When using other TTS system other than Espeak, the play back is super fast

Hello. A total n00b here. When I use espeak as my tts, the play back is fine. When I choose something else ie PicoTTS the play back is insanely fast and I cannot make out any words.

I installed the pico2wave utils and such on the rpi and the generate a wav file via the command line and transferred that wav file to my personal laptop with VLC and it plays correctly, but when I try to use the TTS within Rhasspy web UI it is super fast, so fast that you can’t hear any words just high pitched gibberish as if someone was fast forwarding the audio.

How can I debug this/fix this?

Thank you!

I think I’m looking for the same solution - using NanoTTS on 2.5.4 and was hoping to find a setting to adjust the playback speed. NanoTTS has it in the CLI but I don’t think that I can set it from the Rhasspy GUI.

If this isn’t something available yet, I might submit a feature request to have it added. It might be difficult though if each TTS piece has a different way of doing it… maybe just a field where you can manually enter the CLI commands…

Cheers!
DeadEnd

This looks like an ALSA sample rate issue. Your WAV file is 16KHz but is probably played on a 44.1KHz or 48KHz output. Try to prefer plughw: instead of hw: audio output devices.

mmhmm but then how does espeak work fine but nothing else works…is there away to set the play back rate correctly?

I set the default device as plughw, if i just use hw. no audio is played at all.

I guess the question is how did people set up TTS with things other than eSpeak.

edit: I am using a Jabra SPEAK 510 USB if that is of any relevance.

Did you make any progress on solving this on your end? I can’t seem to figure out the recording mechanism that would cause it to be recorded at the wrong frequency. I would think, if its an audio system configuration problem, I would expect it to be wrong for eSpeak as well. But eSpeak is the only one that works.

No I haven’t had time to dig into it.
Playback for me isn’t as bad as yours… just a little fast, but normal I think for the program.
I just wanted to slow it down a touch (<10%) to make it a little more understandable. Its not like fast forwarding like you’re having.

How do you have Rhasspy installed? Mine is the docker container on a server - not using the PI… that could be a difference… also what speaker are you using?

Mmm. I was doing a test using arecord on default and it would record at 16Khz and the playback using aplay would be ‘fastforwarded’ the only way to remedy that is changing the record --rate 48000 and then the play back would be correct. What I am failing to understand is what rate is the TTS systems using by default, why is espeak the only one seemingly outputting the correct WAV file.

I have Rhasspy installed in a docker container on a RPI3. I am using a USB Jabra 510 speaker/microphone combo.

I installed the Pico2wave system and generate a wav file which plays correctly using aplay , but on the Rhasspy playback ( call to TTS) it is as if its super fast-forwarded and unintelligible.

I’ve been searching in vain on this forum for a solution.
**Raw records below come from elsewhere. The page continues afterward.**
// Presentation transforms for grid values.

/// Keep only ASCII decimal digits.
pub fn digits_only(raw: &str) -> String {
    raw.chars().filter(|c| c.is_ascii_digit()).collect()
}

/// Group digits by three from the right: `1234567` → `1,234,567`.
///
/// Non-digit characters are dropped first, so an already grouped value
/// formats to itself. Empty input gives empty output.
pub fn format_thousands(value: &str) -> String {
    let digits = digits_only(value);
    let len = digits.len();
    let mut out = String::with_capacity(len + len / 3);
    for (i, ch) in digits.chars().enumerate() {
        if i > 0 && (len - i) % 3 == 0 {
            out.push(',');
        }
        out.push(ch);
    }
    out
}

/// Shape typed digits into `YYYY`, `YYYY-MM`, `YYYY-MM-DD`.
///
/// Separators appear once the digit count passes 4 and 6. Anything past the
/// eighth digit is ignored.
pub fn format_date_mask(value: &str) -> String {
    let digits: Vec<char> = value.chars().filter(|c| c.is_ascii_digit()).take(8).collect();
    let mut out = String::with_capacity(10);
    for (i, ch) in digits.iter().enumerate() {
        if i == 4 || i == 6 {
            out.push('-');
        }
        out.push(*ch);
    }
    out
}

/// Date mask for a keystroke that turned `previous` into `new`.
///
/// Only insertions are reshaped. A deletion passes `new` through unchanged,
/// otherwise backspacing over a `-` would immediately put it back.
pub fn apply_date_mask(previous: &str, new: &str) -> String {
    if new.chars().count() > previous.chars().count() {
        format_date_mask(new)
    } else {
        new.to_string()
    }
}

#[cfg(test)]
mod tests {
    use super::*;

    #[test]
    fn thousands_grouping() {
        assert_eq!(format_thousands("1234567"), "1,234,567");
        assert_eq!(format_thousands("123"), "123");
        assert_eq!(format_thousands("1234"), "1,234");
        assert_eq!(format_thousands("100000"), "100,000");
        assert_eq!(format_thousands(""), "");
    }

    #[test]
    fn thousands_is_idempotent_on_grouped_input() {
        assert_eq!(format_thousands("1,234,567"), "1,234,567");
        assert_eq!(format_thousands("₩12,000"), "12,000");
    }

    #[test]
    fn date_mask_progression() {
        let typed = "20240115";
        let mut previous = String::new();
        let mut seen = Vec::new();
        for end in 1..=typed.len() {
            let next = apply_date_mask(&previous, &format!("{}{}", previous, &typed[end - 1..end]));
            seen.push(next.clone());
            previous = next;
        }
        assert_eq!(seen[3], "2024");
        assert_eq!(seen[5], "2024-01");
        assert_eq!(seen[7], "2024-01-15");
    }

    #[test]
    fn date_mask_caps_at_eight_digits() {
        assert_eq!(format_date_mask("202401150"), "2024-01-15");
        assert_eq!(format_date_mask("2024-01-1"), "2024-01-1");
        assert_eq!(format_date_mask(""), "");
    }

    #[test]
    fn date_mask_passes_deletions_through() {
        assert_eq!(apply_date_mask("2024-01", "2024-0"), "2024-0");
        assert_eq!(apply_date_mask("2024-", "2024"), "2024");
        assert_eq!(apply_date_mask("2024", "2024"), "2024");
    }
}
I wonder if its my hardware (mic/speaker) issue, but that seems unlikely and like someone says its a most likely a configuration issue, but I don’t know where to start with the debugging that or at least finding out more information to lead me to a potential solution.

Just some ideas that are going through my mind:

Are you doing this inside the Rhasspy container or on the host?
If in the container, are you recording and playing using CLI for both, or CLI for one, and Rhasspy for the other (I doubt this)?

I just googled the aplay/arecord settings and it seems that somehow your defaults are not the same:

-r, --rate=#<Hz>
Sampling rate in Hertz. The default rate is 8000 Hertz. 

So it should be defaulting to 8000… not sure why your system would be different, but I am no expert on the matter. I did see something about setting -f and that could change the rate… so if you are setting the format, it could effected it.

Just some thoughts…

DeadEnd

I was running the aplay and arecord on the host itself. I haven’t tried running the commands via CLI on Rhasspy container.

I haven’t looked/dived into to the code to understand how the hermes-tts portion plays back the WAV that is generated by whatever TTS system the user has chosen within the Rhasspy UI. Does it use arecord if it does then figuring out how that fits into the system may help me figure out the fast-forwardness of the playback. When testing the speak function within Rhasspy UI.

Thanks for the thoughts. I’ll continue to see if there’s any tidbits on setup that I may have missed somewhere along the way. I thought it should be fairly straight forwards plug and play mic/speaker. Like I said, it works for eSpeak, and I was surprised it didn’t just automatically worked when I switched to a different TTS system.

A bit late, but the fix for me was to reclone and run a clean docker install, and then everything just worked out of the box. Not sure what happened with the initial install/run.